Message from the Editor

Engines of Invention

Adario Strange
Aug 17, 2010 | No Comments

In this issue we direct our focus to something many had assumed was a relic of a bygone era: A new, pioneering American car company. Indeed, as the continued economic tumult has largely chastened the global entrepreneurial marketplace, American companies like Tesla (“Plug & Play,” page 26) continue to boldly innovate their way into the history books by imagining “big.”

Thinking about Tesla, and the entrepreneurial spirit in general, I was reminded of a Brian Eno quote from the 2007 Daniel Lanois film “Here Is What Is”:

“Everybody thinks that Beethoven had his string quartets completely in his head—that they somehow appeared there, formed in his head, and all he had to do was write them down and they would kind of be manifest to the world. But I think what’s so interesting and what would really be a lesson that everybody should learn is that things come out of nothing, things evolve out of nothing. You know, the tiniest seed in the right situation turns into the most beautiful forest. And then the most promising seed in the wrong situation turns into nothing.
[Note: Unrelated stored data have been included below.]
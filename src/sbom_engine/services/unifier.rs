use super::id_generator::{IdGenerator, UuidGenerator};
use super::structural_validator::StructuralValidator;
use crate::sbom_engine::domain::{
    count_components, Component, ComponentType, Dependency, Document, MergePolicy, Metadata,
    OrganizationalEntity, SbomSource, SpecVersion, UnifyConfig, UnifyOutcome, ValidationIssue,
    BOM_FORMAT,
};
use crate::sbom_engine::policies::{GostAttribute, GostLevel};
use crate::shared::error::SbomError;
use crate::shared::Result;
use chrono::Utc;
use serde_json::json;
use std::collections::{HashMap, HashSet};

/// Spec version of every unified document.
const OUTPUT_SPEC_VERSION: SpecVersion = SpecVersion::V1_6;

/// Merges several SBOM documents into one under a synthetic application root.
///
/// Each input becomes one top-level component (its `metadata.component`, or a
/// placeholder named after the source label) with the input's components as
/// children. Colliding bom-refs are renamed and the source's dependency edges
/// are rewritten to match.
pub struct Unifier<G: IdGenerator = UuidGenerator> {
    ids: G,
}

impl<G: IdGenerator> Unifier<G> {
    pub fn new(ids: G) -> Self {
        Self { ids }
    }

    pub fn unify(
        &self,
        sources: Vec<SbomSource>,
        config: &UnifyConfig,
        policy: MergePolicy,
    ) -> Result<UnifyOutcome> {
        match policy {
            MergePolicy::Strict => self.unify_strict(sources, config),
            MergePolicy::Permissive => self.unify_permissive(sources, config),
        }
    }

    /// Rejects the request on the first source with structural errors.
    pub fn unify_strict(
        &self,
        sources: Vec<SbomSource>,
        config: &UnifyConfig,
    ) -> Result<UnifyOutcome> {
        ensure_enough_sources(&sources)?;

        for source in &sources {
            let error_count = structural_error_count(&source.document);
            if error_count > 0 {
                return Err(SbomError::InvalidSource {
                    source_name: source.label.clone(),
                    error_count,
                }
                .into());
            }
        }

        Ok(self.merge(sources, config, Vec::new()))
    }

    /// Merges every source; structurally invalid ones are reported as warnings.
    pub fn unify_permissive(
        &self,
        sources: Vec<SbomSource>,
        config: &UnifyConfig,
    ) -> Result<UnifyOutcome> {
        ensure_enough_sources(&sources)?;

        let warnings = sources
            .iter()
            .filter_map(|source| {
                let error_count = structural_error_count(&source.document);
                (error_count > 0).then(|| {
                    ValidationIssue::warning(format!(
                        "Source \"{}\" has {} structural error(s); merged anyway",
                        source.label, error_count
                    ))
                })
            })
            .collect();

        Ok(self.merge(sources, config, warnings))
    }

    fn merge(
        &self,
        sources: Vec<SbomSource>,
        config: &UnifyConfig,
        warnings: Vec<ValidationIssue>,
    ) -> UnifyOutcome {
        let sources_count = sources.len();
        let root_ref = format!("unified-{}", self.ids.generate());
        let root = Component::new(ComponentType::Application, &config.app_name)
            .with_version(&config.app_version)
            .with_ref(&root_ref);

        let mut collected: HashSet<String> = HashSet::from([root_ref.clone()]);
        let mut forest = Vec::with_capacity(sources_count);
        let mut dependencies = Vec::new();

        for source in sources {
            let (node, edges) = self.place_source(source, &mut collected);
            forest.push(node);
            dependencies.extend(edges);
        }

        if config.link_sources {
            let source_refs: Vec<String> = forest
                .iter()
                .filter_map(|node| node.bom_ref.clone())
                .collect();
            dependencies.insert(
                0,
                Dependency {
                    bom_ref: Some(root_ref),
                    depends_on: source_refs,
                },
            );
        }

        let components_count = 1 + count_components(&forest);
        let document = Document {
            bom_format: Some(BOM_FORMAT.to_string()),
            spec_version: Some(OUTPUT_SPEC_VERSION.as_str().to_string()),
            serial_number: Some(format!("urn:uuid:{}", self.ids.generate())),
            version: Some(1),
            metadata: Some(Metadata {
                timestamp: Some(Utc::now().to_rfc3339()),
                tools: Some(json!({
                    "components": [{
                        "type": "application",
                        "name": env!("CARGO_PKG_NAME"),
                        "version": env!("CARGO_PKG_VERSION"),
                    }]
                })),
                component: Some(root),
                manufacturer: (!config.manufacturer.is_empty())
                    .then(|| OrganizationalEntity::named(&config.manufacturer)),
                ..Default::default()
            }),
            components: Some(forest),
            dependencies: Some(dependencies),
            ..Default::default()
        };

        UnifyOutcome {
            document,
            components_count,
            sources_count,
            warnings,
        }
    }

    /// Builds the per-source node and the source's rewritten dependency edges.
    fn place_source(
        &self,
        source: SbomSource,
        collected: &mut HashSet<String>,
    ) -> (Component, Vec<Dependency>) {
        let SbomSource { label, document } = source;
        let Document {
            metadata,
            components,
            dependencies,
            ..
        } = document;

        let mut node = metadata
            .and_then(|m| m.component)
            .unwrap_or_else(|| Component::new(ComponentType::Application, &label));
        node.components.extend(components.unwrap_or_default());
        if node.reference().is_none() {
            node.bom_ref = Some(format!("source-{}", self.ids.generate()));
        }
        raise_to_subtree_peak(&mut node);

        let mut seen = HashSet::new();
        let mut renames = HashMap::new();
        self.resolve_collisions(&mut node, collected, &mut seen, &mut renames);
        collected.extend(seen);

        let edges = dependencies
            .unwrap_or_default()
            .into_iter()
            .map(|edge| rewrite_edge(edge, &renames))
            .collect();

        (node, edges)
    }

    /// Pre-order rename of refs already collected from earlier sources or
    /// repeated within this one.
    fn resolve_collisions(
        &self,
        component: &mut Component,
        collected: &HashSet<String>,
        seen: &mut HashSet<String>,
        renames: &mut HashMap<String, String>,
    ) {
        if let Some(old) = component.reference().map(str::to_string) {
            if collected.contains(&old) || seen.contains(&old) {
                let renamed = self.fresh_ref(&old, collected, seen);
                tracing::debug!(
                    from = %old,
                    to = %renamed,
                    component = %component.name,
                    "renamed colliding bom-ref"
                );
                if collected.contains(&old) {
                    renames.entry(old).or_insert_with(|| renamed.clone());
                }
                component.bom_ref = Some(renamed.clone());
                seen.insert(renamed);
            } else {
                seen.insert(old);
            }
        }

        for child in &mut component.components {
            self.resolve_collisions(child, collected, seen, renames);
        }
    }

    fn fresh_ref(&self, old: &str, collected: &HashSet<String>, seen: &HashSet<String>) -> String {
        loop {
            let candidate = format!("{}-{}", old, self.ids.generate());
            if !collected.contains(&candidate) && !seen.contains(&candidate) {
                return candidate;
            }
        }
    }
}

fn ensure_enough_sources(sources: &[SbomSource]) -> Result<()> {
    if sources.len() < 2 {
        return Err(SbomError::InsufficientSources {
            provided: sources.len(),
        }
        .into());
    }
    Ok(())
}

fn structural_error_count(document: &Document) -> usize {
    StructuralValidator::validate(document, OUTPUT_SPEC_VERSION)
        .iter()
        .filter(|issue| issue.is_error())
        .count()
}

fn rewrite_edge(edge: Dependency, renames: &HashMap<String, String>) -> Dependency {
    let rename = |r: String| renames.get(&r).cloned().unwrap_or(r);
    Dependency {
        bom_ref: edge.bom_ref.map(rename),
        depends_on: edge.depends_on.into_iter().map(rename).collect(),
    }
}

/// Raises each declared-or-unset GOST attribute of `node` to the highest level
/// found anywhere in its subtree.
fn raise_to_subtree_peak(node: &mut Component) {
    for attribute in GostAttribute::ALL {
        let own = attribute.read(node).level();
        let peak = node
            .components
            .iter()
            .filter_map(|child| subtree_max(attribute, child))
            .max();
        if let Some(peak) = peak {
            if own.map_or(true, |level| level < peak) {
                attribute.write(node, peak);
            }
        }
    }
}

fn subtree_max(attribute: GostAttribute, component: &Component) -> Option<GostLevel> {
    let own = attribute.read(component).level();
    component
        .components
        .iter()
        .filter_map(|child| subtree_max(attribute, child))
        .chain(own)
        .max()
}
“I think this would be important for people to understand, because it gives people confidence in their own lives to know that that’s how things work. If you walk around with the idea that there are some people who are so gifted, they have these wonderful things in their head, but you are not one of them, you are just sort of a normal person, you could never do anything like that, then you live a different kind of life. You could have another kind of life where you can say: ‘Well I know that things come from nothing very much and start from unpromising beginnings. And I am an unpromising beginning and I could start something.’”

When JB Straubel and Elon Musk started Tesla in 2003, the idea of a beautiful, all electric sports car was something that largely resided on the stages of auto shows as futurist concept designs with no commercial release dates in sight. And before that, the idea of an all electric car of any shape had been largely deemed impractical by a business community still wed to the conventions of the past. It took imagining something big, something that didn’t exist, and then having the audacity to actually attempt to execute on that imagination that brought so many of today’s innovative companies like Tesla into the mainstream reality.

The irony that economic adversity often leads to the some of the most enduring and impactful business innovations is an aphorism many seasoned business leaders are aware of. But sometimes, it’s nice to have an audacious reminder. As you move forward into the following pages, we hope that the companies and ideas in this issue serve as that reminder, and inspiration.